FORT MYERS, Fla. — Red Sox executives commissioned a marketing survey after the 2010 season to determine how best to sell the team to the public.
According to the book by former Sox manager Terry Francona, the $100,000 study determined that the team needed more “sexy” players like Dustin Pedroia.
Pedroia, who is short, pale, and balding, was asked Tuesday what he thought of those revelations. The question was a fastball down the middle for the quick-witted second baseman.
That Pedroia was laughing again was a sign of how much has changed for the Red Sox after the drudgery of last season. He had never played for a team with a losing record before (“not even Little League”), and finishing in last place in the American League East was personally embarrassing to him.
That the Sox finished 69-93 and a whopping 26 games out of first place was hard to accept even with all the injuries and turmoil that marked the season.
“It’s tough when you go out there trying to compete and you never win,” Pedroia said.
Pedroia said it “took a while” to get over the season once he returned home to Arizona with his wife and two sons.
“I think everybody is motivated to make sure that doesn’t happen again,” Pedroia said. “We’ve got to do everything better than we did last year. There was a lot of frustration. It’s not fun coming to the field when you’re not winning every day.
“You think about some things. You’ve just got to try and turn the page and get after it.”
The Red Sox won the World Series in Pedroia’s first full season in 2007 and went to the ALCS the following year. They have not won a playoff game since.
“Thought it was easy, man,” he said. “You expect that to happen every year. I still do. I still feel that. I’ll never change.
“Our goal is to win the World Series every year. If we come into camp and that’s not the goal . . . I know everybody thinks that’s not our goal right now, but it is.”
Unlike some players, including David Ortiz, Pedroia declined to blame former manager Bobby Valentine for the problems of last season.
“He didn’t play,” Pedroia said. “It’s the players. Bobby didn’t go out there and get any hits or make any errors or do any of that. We lost those games, it’s on us.”
But Pedroia is clearly pleased with the decision to hire John Farrell, the pitching coach under Francona for four years and an adherent to the way things used to be done with the Sox.
Pedroia and Farrell long have had a good relationship.
“John’s awesome,” said Pedroia. “Everybody got to know him when he was here before. He’s easy to talk to. Obviously, when he walks in the room, he has that presence that he brings. It’s going to be great for us.”
Spring training, as usual, means getting used to another shortstop for Pedroia. This year it will be Stephen Drew, who was signed to a one-year deal. Drew will be the third shortstop Pedroia has played with in three seasons.
“I’m excited,” said Pedroia. “It’s going to be fun. He’s a great player and I’m looking forward to getting out there with him. He’ll be fine. He’s a great player with a lot of talent.”
Drew is one of seven free agents the Red Sox signed. General manager Ben Cherington also traded for closer Joel Hanrahan.
Several of the moves — particularly the acquisitions of outfielders Jonny Gomes and Shane Victorino — were designed with the idea of improving the approach of the team.

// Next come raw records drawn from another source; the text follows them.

use std::{io, os::fd::RawFd, sync::Arc};

use super::Reactor;

/// Readiness reported for a registered descriptor.
#[derive(Debug, Clone, Copy, PartialEq, Eq)]
pub struct Event(u8);
impl Event {
    const READABLE: u8 = 1;
    const READ_CLOSED: u8 = 2;

    pub fn is_readable(&self) -> bool {
        self.0 & Self::READABLE != 0 || self.is_read_closed()
    }
    pub fn is_read_closed(&self) -> bool {
        self.0 & Self::READ_CLOSED != 0
    }
}

impl From<&mio::event::Event> for Event {
    fn from(e: &mio::event::Event) -> Self {
        let mut event = 0;
        event |= (e.is_readable() as u8) * Event::READABLE;
        event |= (e.is_read_closed() as u8) * Event::READ_CLOSED;
        Event(event)
    }
}

/// Called on the reactor thread each time its descriptor reports readiness.
pub type Handler = Arc<dyn Fn(Event) + Send + Sync + 'static>;

/// Keeps a descriptor registered with a [`Reactor`] until dropped.
///
/// The descriptor itself is not owned; it must stay open for as long as the
/// registration lives.
pub struct Registration {
    reactor: Arc<Reactor>,
    token: mio::Token,
    fd: RawFd,
    active: bool,
}

impl Registration {
    pub fn new(
        reactor: &Arc<Reactor>,
        fd: RawFd,
        interest: mio::Interest,
        handler: Handler,
    ) -> io::Result<Self> {
        let token = reactor.register(fd, interest, handler)?;
        Ok(Self {
            reactor: reactor.clone(),
            token,
            fd,
            active: true,
        })
    }

    /// Deregister now, reporting failure instead of only logging it.
    pub fn deregister(mut self) -> io::Result<()> {
        self.active = false;
        self.reactor.deregister(self.fd, self.token)
    }
}

impl Drop for Registration {
    fn drop(&mut self) {
        if !self.active {
            return;
        }
        if let Err(err) = self.reactor.deregister(self.fd, self.token) {
            tracing::warn!(fd = self.fd, token = self.token.0, %err, "failed to deregister");
        }
    }
}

There were times last year when Pedroia seemed like one of the few players interested in the game that night.
“I thought the moves were great,” said Pedroia. “We added a lot of personality to the team. There’s guys that are going to bring a lot of energy to the clubhouse, to the team, a lot of positive stuff.”
Across the room, 22-year-old Deven Marrero watched as Pedroia took questions. Marrero is a first-time participant in major league spring training, having been drafted in the first round last June. Like Pedroia, he attended Arizona State.
“He’s the guy I want to learn from,” Marrero said. “At school, he’s held up as an example of what you can do and it seems like it’s the same thing here. I’m not going to say much, I just want to see what he does and maybe pick his brain when I can.”
The Red Sox will not name a captain this season. But Pedroia has that role, title or not. There is a new manager and a rebuilt roster. But he was one part of the past that was worth keeping. Owner John Henry said Monday that it was hard for him to envision the Red Sox without Pedroia.
“I just want to win,” Pedroia said. “We haven’t been winning and we need to get back to that. I’m for whatever makes that happen.”